# Records from a data source:
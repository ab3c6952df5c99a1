//! CLI command handlers
//!
//! This module contains the implementation of CLI commands, bridging the
//! clap argument parsing with the service layer.

pub mod budget;
pub mod config;
pub mod export;
pub mod report;
pub mod transaction;

pub use budget::{handle_budget_command, BudgetCommands};
pub use config::{handle_config_command, ConfigArgs};
pub use export::{handle_export_command, ExportArgs, ExportFormat};
pub use report::{handle_summary_command, SummaryArgs};
pub use transaction::{handle_transaction_command, TransactionCommands};

use std::cell::Cell;
use std::rc::Rc;

use chrono::{Local, NaiveDate};
use tracing::debug;

use crate::config::{Settings, TrackerPaths};
use crate::error::{TrackerError, TrackerResult};
use crate::ledger::Ledger;
use crate::models::{parse_transaction_date, Money};
use crate::storage::LedgerStore;

/// State shared by every command for one invocation
///
/// The ledger is loaded on open and written back by `finish` only when a
/// transaction mutation happened or a handler marked it changed.
pub struct Session {
    pub paths: TrackerPaths,
    pub settings: Settings,
    pub store: LedgerStore,
    pub ledger: Ledger,
    pub today: NaiveDate,
    dirty: Rc<Cell<bool>>,
}

impl Session {
    /// Load settings and ledger from `paths`
    pub fn open(paths: TrackerPaths) -> TrackerResult<Self> {
        Self::open_on(paths, Local::now().date_naive())
    }

    /// Like `open`, with an explicit "today"
    pub fn open_on(paths: TrackerPaths, today: NaiveDate) -> TrackerResult<Self> {
        let settings = Settings::load_or_default(&paths)?;
        let store = LedgerStore::new(paths.ledger_file());
        let mut ledger = store.load()?;

        let dirty = Rc::new(Cell::new(false));
        let flag = Rc::clone(&dirty);
        ledger.add_observer(move || flag.set(true));

        Ok(Self {
            paths,
            settings,
            store,
            ledger,
            today,
            dirty,
        })
    }

    /// Whether there are unsaved changes
    pub fn is_dirty(&self) -> bool {
        self.dirty.get()
    }

    /// Flag a change the ledger does not report itself (budget edits)
    pub fn mark_dirty(&self) {
        self.dirty.set(true);
    }

    /// Persist the ledger if anything changed; returns whether it saved
    pub fn finish(self) -> TrackerResult<bool> {
        if !self.is_dirty() {
            debug!("no changes, skipping save");
            return Ok(false);
        }
        self.store.save(&self.ledger)?;
        Ok(true)
    }

    pub fn currency(&self) -> &str {
        &self.settings.currency_symbol
    }

    pub fn date_format(&self) -> &str {
        &self.settings.date_format
    }
}

/// Parse a user-supplied amount
pub(crate) fn parse_amount(input: &str) -> TrackerResult<Money> {
    Money::parse(input).map_err(|e| TrackerError::Validation(e.to_string()))
}

/// Parse an optional user-supplied date, relative to `today`
pub(crate) fn parse_optional_date(
    input: Option<&str>,
    today: NaiveDate,
) -> TrackerResult<Option<NaiveDate>> {
    input
        .map(|text| parse_transaction_date(text, today))
        .transpose()
}
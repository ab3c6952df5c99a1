//! Path management for the expense tracker
//!
//! ## Path Resolution Order
//!
//! 1. `EXPENSE_TRACKER_DATA_DIR` environment variable (if set)
//! 2. The platform config directory (`~/.config/expense-tracker` on Linux,
//!    `~/Library/Application Support/...` on macOS, `%APPDATA%` on Windows)
//! 3. `./.expense-tracker` when no home directory can be determined

use std::path::{Path, PathBuf};

use directories::ProjectDirs;

use crate::error::TrackerError;

/// Environment variable overriding the base directory
pub const DATA_DIR_ENV: &str = "EXPENSE_TRACKER_DATA_DIR";

/// Manages all paths used by the expense tracker
#[derive(Debug, Clone)]
pub struct TrackerPaths {
    base_dir: PathBuf,
}

impl TrackerPaths {
    /// Resolve the base directory from the environment and platform
    pub fn new() -> Self {
        let base_dir = match std::env::var_os(DATA_DIR_ENV) {
            Some(custom) if !custom.is_empty() => PathBuf::from(custom),
            _ => resolve_default_path(),
        };
        Self { base_dir }
    }

    /// Use an explicit base directory (tests, `--data-dir`)
    pub fn with_base_dir(base_dir: impl Into<PathBuf>) -> Self {
        Self {
            base_dir: base_dir.into(),
        }
    }

    pub fn base_dir(&self) -> &Path {
        &self.base_dir
    }

    /// Directory holding the ledger document
    pub fn data_dir(&self) -> PathBuf {
        self.base_dir.join("data")
    }

    /// Default destination for exports
    pub fn export_dir(&self) -> PathBuf {
        self.base_dir.join("exports")
    }

    pub fn settings_file(&self) -> PathBuf {
        self.base_dir.join("config.json")
    }

    pub fn ledger_file(&self) -> PathBuf {
        self.data_dir().join("ledger.json")
    }

    /// Create the base, data and export directories
    pub fn ensure_directories(&self) -> Result<(), TrackerError> {
        for (dir, label) in [
            (self.base_dir.clone(), "base"),
            (self.data_dir(), "data"),
            (self.export_dir(), "export"),
        ] {
            std::fs::create_dir_all(&dir).map_err(|e| {
                TrackerError::Io(format!("Failed to create {} directory: {}", label, e))
            })?;
        }
        Ok(())
    }
}

impl Default for TrackerPaths {
    fn default() -> Self {
        Self::new()
    }
}

fn resolve_default_path() -> PathBuf {
    ProjectDirs::from("", "", "expense-tracker")
        .map(|dirs| dirs.config_dir().to_path_buf())
        .unwrap_or_else(|| PathBuf::from(".expense-tracker"))
}

#[cfg(test)]
mod tests {
    use super::*;
    use tempfile::TempDir;

    #[test]
    fn test_custom_base_dir() {
        let temp_dir = TempDir::new().unwrap();
        let paths = TrackerPaths::with_base_dir(temp_dir.path());

        assert_eq!(paths.base_dir(), temp_dir.path());
        assert_eq!(paths.data_dir(), temp_dir.path().join("data"));
        assert_eq!(paths.export_dir(), temp_dir.path().join("exports"));
    }

    #[test]
    fn test_env_var_override() {
        let temp_dir = TempDir::new().unwrap();
        std::env::set_var(DATA_DIR_ENV, temp_dir.path());

        let paths = TrackerPaths::new();
        assert_eq!(paths.base_dir(), temp_dir.path());

        std::env::remove_var(DATA_DIR_ENV);
    }

    #[test]
    fn test_ensure_directories() {
        let temp_dir = TempDir::new().unwrap();
        let paths = TrackerPaths::with_base_dir(temp_dir.path().join("tracker"));

        paths.ensure_directories().unwrap();

        assert!(paths.data_dir().is_dir());
        assert!(paths.export_dir().is_dir());
    }

    #[test]
    fn test_file_paths() {
        let temp_dir = TempDir::new().unwrap();
        let paths = TrackerPaths::with_base_dir(temp_dir.path());

        assert_eq!(paths.settings_file(), temp_dir.path().join("config.json"));
        assert_eq!(
            paths.ledger_file(),
            temp_dir.path().join("data").join("ledger.json")
        );
    }
}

# WHAT THE EXERCISE ASKS:
Please copy out each line of the data in which the word "Local" occurs.

# OUTPUT OF THE TASK:
use chrono::{Local, NaiveDate};
        Self::open_on(paths, Local::now().date_naive())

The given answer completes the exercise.